Profile Image for Ferdinand Bestofall.
105 reviews
September 30, 2025
This is just bad writing. Bad storytelling, bad wordplay, bad execution of an already loose concept. If you believe the promise of reviews and blurbs, you'll go into this expecting a surrealist journey that threads together a character's waking life with his vivid sense of imagination. You might also go into expecting Queneau to somehow celebrate "the language of the streets". Perhaps this is true of the original text, but I can assure you the translation fails on both counts. It has far more in common linguistically with the pompous verbosity of the intelligentia than any colloquial form of speech. As for the protagonist's whimsical trips into the realm of imagination, they only appear in short bursts at the beginning of the novel, at which point they are abandoned in favor of disconnected escapades that mostly involve Jacques chasing women. Add to that Queneau's infuriating tendency to randomly shift from past tense to present tense, and what you get is a disjointed, haphazard, amateurish attempt at subversion. The only parts of this book I really enjoyed were in the three or four page stretch where Jacques decides he wants to be "nothing at all and not even be able to brag about it." If only you had been, Jacques...

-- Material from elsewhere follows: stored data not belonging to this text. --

#[cfg(test)]
mod tests {
    use super::*;
    use crate::geometry::Region;
    use crate::outline::{normalize_outline, NamedDestinations, OutlineNode};
    use crate::store::{KeyValueStore, MemoryStore};
    use crate::types::{DetectionMethod, NavigationKind};
    use chrono::{Duration, TimeZone};
    use pretty_assertions::assert_eq;

    fn at(secs: i64) -> DateTime<Utc> {
        Utc.timestamp_opt(1_700_000_000 + secs, 0).unwrap()
    }

    fn paper() -> SectionIndex {
        let mut destinations = NamedDestinations::new();
        destinations.insert("intro", 1);
        destinations.insert("methods", 6);
        destinations.insert("results", 13);
        let outline = vec![
            OutlineNode::new("Introduction", "intro"),
            OutlineNode::new("Materials and Methods", "methods"),
            OutlineNode::new("Results", "results"),
        ];
        SectionIndex::new(normalize_outline(&outline, 20, &destinations), 20)
    }

    fn session() -> ReadingSession {
        ReadingSession::new("paper", paper(), AnalyticsConfig::default(), at(0)).unwrap()
    }

    /// Page 8 carries a subheading; every other page is body text
    struct PaperText;

    impl PageTextProvider for PaperText {
        fn page_tokens(&self, page: u32) -> Result<Vec<TextToken>, AnalyticsError> {
            let mut tokens = Vec::new();
            if page == 8 {
                tokens.push(TextToken::new("Sample Preparation", 72.0, 100.0, 16.0));
            }
            tokens.push(TextToken::new("lorem ipsum dolor sit amet", 72.0, 140.0, 10.0));
            Ok(tokens)
        }
    }

    struct Screen {
        text: Option<String>,
    }

    impl GeometryProvider for Screen {
        fn visible_pages(&self) -> Vec<VisiblePage> {
            Vec::new()
        }

        fn text_in_region(&self, _page: u32, _region: Option<Region>) -> Option<String> {
            self.text.clone()
        }

        fn page_number_from_position(&self, _x: f64, _y: f64) -> Option<u32> {
            None
        }
    }

    #[test]
    fn test_end_to_end_reading() {
        let mut session = session();
        let ends: Vec<u32> = session.index().iter().map(|s| s.end_page).collect();
        assert_eq!(ends, vec![5, 12, 20]);

        let intro: SectionId = "section_1_0".into();
        assert!(session.handle_page_change(1, at(0)));
        assert_eq!(session.current_section().unwrap().id, intro);

        for (step, page) in [2, 3, 6].into_iter().enumerate() {
            session.record_activity(at(10 * step as i64 + 5));
            assert!(session.handle_page_change(page, at(10 * (step as i64 + 1))));
        }
        assert_eq!(session.tracker().section_stat(&intro).unwrap().time_spent_ms, 30_000);
        assert_eq!(session.current_section().unwrap().title, "Materials and Methods");

        assert!(session.handle_page_change(5, at(40)));
        assert!(!session.handle_page_change(5, at(41)));

        let snapshot = session.analytics(at(50));
        assert_eq!(snapshot.page(3).unwrap().visit_count, 1);
        let backward: Vec<(Option<u32>, u32)> = snapshot
            .navigation
            .iter()
            .filter(|e| e.kind == NavigationKind::Backward)
            .map(|e| (e.from_page, e.to_page))
            .collect();
        assert_eq!(backward, vec![(Some(6), 5)]);

        let feed: Vec<&str> = session.activity_feed().map(|e| e.message.as_str()).take(2).collect();
        assert_eq!(feed, vec!["Entered section: Introduction", "Moved to page 5"]);
    }

    #[test]
    fn test_selection_detects_section_and_logs() {
        let mut session = session();
        session.handle_page_change(5, at(0));

        // a title match on page 6 beats the current section
        assert!(session.handle_selection("Materials and Methods", Some(6), at(2)));
        assert_eq!(session.current_section().unwrap().id.as_str(), "section_1_1");

        let selection = session.tracker().selections().last().unwrap().clone();
        assert_eq!(selection.section_title.as_deref(), Some("Materials and Methods"));
        assert_eq!(selection.page, 6);
        assert_eq!(
            session.activity_feed().next().unwrap().message,
            "Selected text: \"Materials and Methods\""
        );

        assert!(!session.handle_selection("ok", None, at(3)));
        assert_eq!(session.tracker().selections().count(), 1);
    }

    #[test]
    fn test_long_selection_preview_is_truncated() {
        let mut session = session();
        session.handle_page_change(2, at(0));
        let text = "word ".repeat(20);
        assert!(session.handle_selection(&text, None, at(1)));

        let message = &session.activity_feed().next().unwrap().message;
        assert!(message.ends_with("...\""));
        assert_eq!(message.chars().count(), "Selected text: \"".len() + 50 + 4);
    }

    #[test]
    fn test_hover_creates_dynamic_section() {
        let mut session = session().with_text_provider(PaperText);
        assert_eq!(session.text_cache().len(), 10);
        session.handle_page_change(8, at(0));

        let candidate = session.handle_hover(8, "lorem ipsum", 150.0, at(2)).unwrap();
        assert_eq!(candidate.method, DetectionMethod::DynamicSynthesis);
        let id = candidate.section.id.clone();
        assert_eq!(id.as_str(), "dynamic_section_8_sample_preparation");
        assert_eq!(session.current_section().unwrap().id, id);
        assert!(session.tracker().section_stat(&id).is_some());

        // throttled
        assert!(session.handle_hover(8, "lorem ipsum", 150.0, at(2)).is_none());

        let snapshot = session.analytics(at(10));
        assert_eq!(snapshot.dynamic_sections.len(), 1);
        assert_eq!(snapshot.section(&id).unwrap().time_spent_ms, 8_000);
    }

    #[test]
    fn test_viewport_follows_most_visible_page() {
        let mut session = session();
        session.handle_page_change(1, at(0));

        let visible = [
            VisiblePage {
                page: 1,
                visibility_ratio: 0.2,
            },
            VisiblePage {
                page: 7,
                visibility_ratio: 0.8,
            },
        ];
        let candidate = session
            .handle_viewport(&visible, &Screen { text: None }, at(5))
            .unwrap();
        assert_eq!(candidate.section.id.as_str(), "section_1_1");
        assert_eq!(session.tracker().current_page(), Some(7));

        // within the throttle window
        assert!(session
            .handle_viewport(&visible, &Screen { text: None }, at(5) + Duration::milliseconds(100))
            .is_none());
    }

    fn paper_with_tooling() -> SectionIndex {
        SectionIndex::new(
            vec![
                Section::configured("intro", "Introduction", 1, 5, 1),
                Section::configured("methods", "Materials and Methods", 6, 12, 1),
                Section::configured("tools", "Tooling Overview", 12, 12, 2),
                Section::configured("results", "Results", 13, 20, 1),
            ],
            20,
        )
    }

    #[test]
    fn test_viewport_decides_shared_page() {
        let mut session =
            ReadingSession::new("paper", paper_with_tooling(), AnalyticsConfig::default(), at(0))
                .unwrap();
        session.handle_page_change(13, at(0));
        assert_eq!(session.current_section().unwrap().id.as_str(), "results");

        let screen = Screen {
            text: Some("2.4 Tooling Overview  We used three tools".to_string()),
        };
        let candidate = session
            .handle_viewport(
                &[VisiblePage {
                    page: 12,
                    visibility_ratio: 1.0,
                }],
                &screen,
                at(10),
            )
            .unwrap();
        assert_eq!(candidate.section.id.as_str(), "tools");
        assert_eq!(session.tracker().current_page(), Some(12));
        assert_eq!(session.current_section().unwrap().id.as_str(), "tools");
        assert_eq!(
            session
                .tracker()
                .section_stat(&"results".into())
                .unwrap()
                .time_spent_ms,
            10_000
        );
    }

    #[test]
    fn test_page_change_to_shared_page_waits_for_viewport() {
        let mut session =
            ReadingSession::new("paper", paper_with_tooling(), AnalyticsConfig::default(), at(0))
                .unwrap();
        session.handle_page_change(11, at(0));
        let screen = Screen {
            text: Some("2.4 Tooling Overview  We used three tools".to_string()),
        };
        let page = |page| {
            [VisiblePage {
                page,
                visibility_ratio: 1.0,
            }]
        };
        assert!(session.handle_viewport(&page(11), &screen, at(10)).is_some());

        let soon = at(10) + Duration::milliseconds(100);
        assert!(session.handle_page_change(12, soon));
        assert_eq!(session.current_section().unwrap().id.as_str(), "methods");

        // inside the throttle window, but the shared page is still undecided
        let candidate = session
            .handle_viewport(&page(12), &screen, soon + Duration::milliseconds(100))
            .unwrap();
        assert_eq!(candidate.section.id.as_str(), "tools");
        assert_eq!(session.current_section().unwrap().id.as_str(), "tools");

        // decided, so the throttle applies again
        assert!(session
            .handle_viewport(&page(12), &screen, soon + Duration::milliseconds(200))
            .is_none());
    }

    #[test]
    fn test_idle_tick_and_autosave() {
        let mut session = session().with_store(SnapshotStore::new(MemoryStore::new()), at(0));
        session.handle_page_change(3, at(0));

        assert_eq!(session.tick(at(4)), TickOutcome::default());
        assert!(!session.tick(at(25)).went_idle);
        let outcome = session.tick(at(30));
        assert!(outcome.went_idle);
        assert!(outcome.saved);
        assert!(!session.tracker().is_active());

        // idle time is not attributed
        session.record_activity(at(200));
        let snapshot = session.analytics(at(210));
        assert_eq!(snapshot.page(3).unwrap().time_spent_ms, 40_000);
    }

    #[test]
    fn test_resume_from_store() {
        let mut session = session().with_text_provider(PaperText);
        let mut memory = MemoryStore::new();
        session.handle_page_change(8, at(0));
        session.handle_hover(8, "lorem ipsum", 150.0, at(1));
        session.handle_selection("ipsum dolor sit", None, at(2));
        let snapshot = session.analytics(at(20));
        memory
            .set(&SnapshotStore::key("paper"), &snapshot.to_json().unwrap())
            .unwrap();

        let resumed = ReadingSession::new("paper", paper(), AnalyticsConfig::default(), at(100))
            .unwrap()
            .with_store(SnapshotStore::new(memory), at(100));
        assert_eq!(resumed.index().len(), 4);
        assert_eq!(resumed.tracker().page_stat(8).unwrap().time_spent_ms, 20_000);
        assert_eq!(resumed.tracker().selections().count(), 1);
        assert_eq!(
            resumed.activity_feed().next().unwrap().message,
            "Resumed previous session"
        );
    }

    #[test]
    fn test_close_stops_timers_and_flushes_on_request() {
        let mut session = session()
            .with_text_provider(PaperText)
            .with_store(SnapshotStore::new(MemoryStore::new()), at(0));
        session.handle_page_change(2, at(0));

        assert!(session.timers_running());
        assert!(session.close(at(10), true));
        assert!(!session.timers_running());
        assert!(session.text_cache().is_empty());
        assert_eq!(session.tick(at(60)), TickOutcome::default());

        let saved = session.store().unwrap().load("paper").unwrap();
        assert_eq!(saved.page(2).unwrap().time_spent_ms, 10_000);

        let mut quiet = self::session();
        assert!(!quiet.close(at(10), true));
    }

    #[test]
    fn test_reset_and_export() {
        let mut session = session();
        session.handle_page_change(1, at(0));
        session.handle_page_change(2, at(5));
        session.reset(at(6));

        let report = session.export(at(8));
        assert_eq!(report.document.id, "paper");
        assert_eq!(report.document.sections.len(), 3);
        assert_eq!(report.snapshot.summary.active_time_ms, 2_000);
        assert_eq!(session.activity_feed().next().unwrap().message, "Analytics reset");
    }

    #[test]
    fn test_feed_is_bounded() {
        let mut session = session();
        for i in 0..30 {
            session.handle_page_change(1 + (i % 2), at(i as i64 * 2));
        }
        assert_eq!(session.activity_feed().count(), 20);
    }

    #[test]
    fn test_rejects_invalid_config() {
        let mut config = AnalyticsConfig::default();
        config.detector.min_confidence = 2.0;
        assert!(matches!(
            ReadingSession::new("x", paper(), config, at(0)),
            Err(AnalyticsError::InvalidConfig(_))
        ));
    }
}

Profile Image for Eric Phetteplace.
516 reviews71 followers
October 13, 2025
Enjoyable humor, wordplay, but loses its charm as the MC Jacques ages and womanizes. Queneau has an incredible vocabulary which shines throughout, including a few portmanteaus (oneirocide was my favorite). He uses sophisticated language to describe quotidian or gross situations which is a favorite technique of mine, notable right from the book's excellent first sentence. The way the ambitious daydreams of youth are portrayed, flowing from cinema or encounters, is the heart of the book and a great device. The recurring use of lice as a theme was interesting; perhaps they represent one's dreams? They feed off of your head and Jacques wants to create a race of gigantic lice.

I adore Queneau's writing, but his characters lack depth and there's almost no emotional resonance in his works. Caricatures not characters. For instance, Jacques sees a beautiful singer, falls in love, then after a chapter break he's left his wife for her but their relationship is already over. You never see limerence or the reason why anyone is in love with anyone else. There's no interiority. I also disliked the ending, I thought an interesting message was being built that giving up childish dreams was an essential part of adult life but the book awkwardly veers in the opposite direction.